▸ **Exercise objective**
Repeat exactly every line that comes at or after the line containing "pub mod step;", through the end of the entries below.

━━━ Material supplied

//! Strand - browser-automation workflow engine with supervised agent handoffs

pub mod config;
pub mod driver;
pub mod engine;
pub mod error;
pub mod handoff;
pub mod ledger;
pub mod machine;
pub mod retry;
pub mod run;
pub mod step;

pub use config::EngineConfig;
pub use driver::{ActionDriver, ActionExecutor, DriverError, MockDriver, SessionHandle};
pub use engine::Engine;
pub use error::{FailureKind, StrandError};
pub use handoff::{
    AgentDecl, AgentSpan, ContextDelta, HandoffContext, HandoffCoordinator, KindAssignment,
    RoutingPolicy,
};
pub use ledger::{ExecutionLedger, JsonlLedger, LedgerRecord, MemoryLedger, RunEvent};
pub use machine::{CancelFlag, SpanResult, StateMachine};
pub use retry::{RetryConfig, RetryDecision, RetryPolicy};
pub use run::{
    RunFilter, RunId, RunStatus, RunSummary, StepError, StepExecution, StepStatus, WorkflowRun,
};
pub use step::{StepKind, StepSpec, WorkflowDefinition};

━━━━━━

▸ **Response**
pub mod step;

pub use config::EngineConfig;
pub use driver::{ActionDriver, ActionExecutor, DriverError, MockDriver, SessionHandle};
pub use engine::Engine;
pub use error::{FailureKind, StrandError};
pub use handoff::{
    AgentDecl, AgentSpan, ContextDelta, HandoffContext, HandoffCoordinator, KindAssignment,
    RoutingPolicy,
};
pub use ledger::{ExecutionLedger, JsonlLedger, LedgerRecord, MemoryLedger, RunEvent};
pub use machine::{CancelFlag, SpanResult, StateMachine};
pub use retry::{RetryConfig, RetryDecision, RetryPolicy};
pub use run::{
    RunFilter, RunId, RunStatus, RunSummary, StepError, StepExecution, StepStatus, WorkflowRun,
};
pub use step::{StepKind, StepSpec, WorkflowDefinition};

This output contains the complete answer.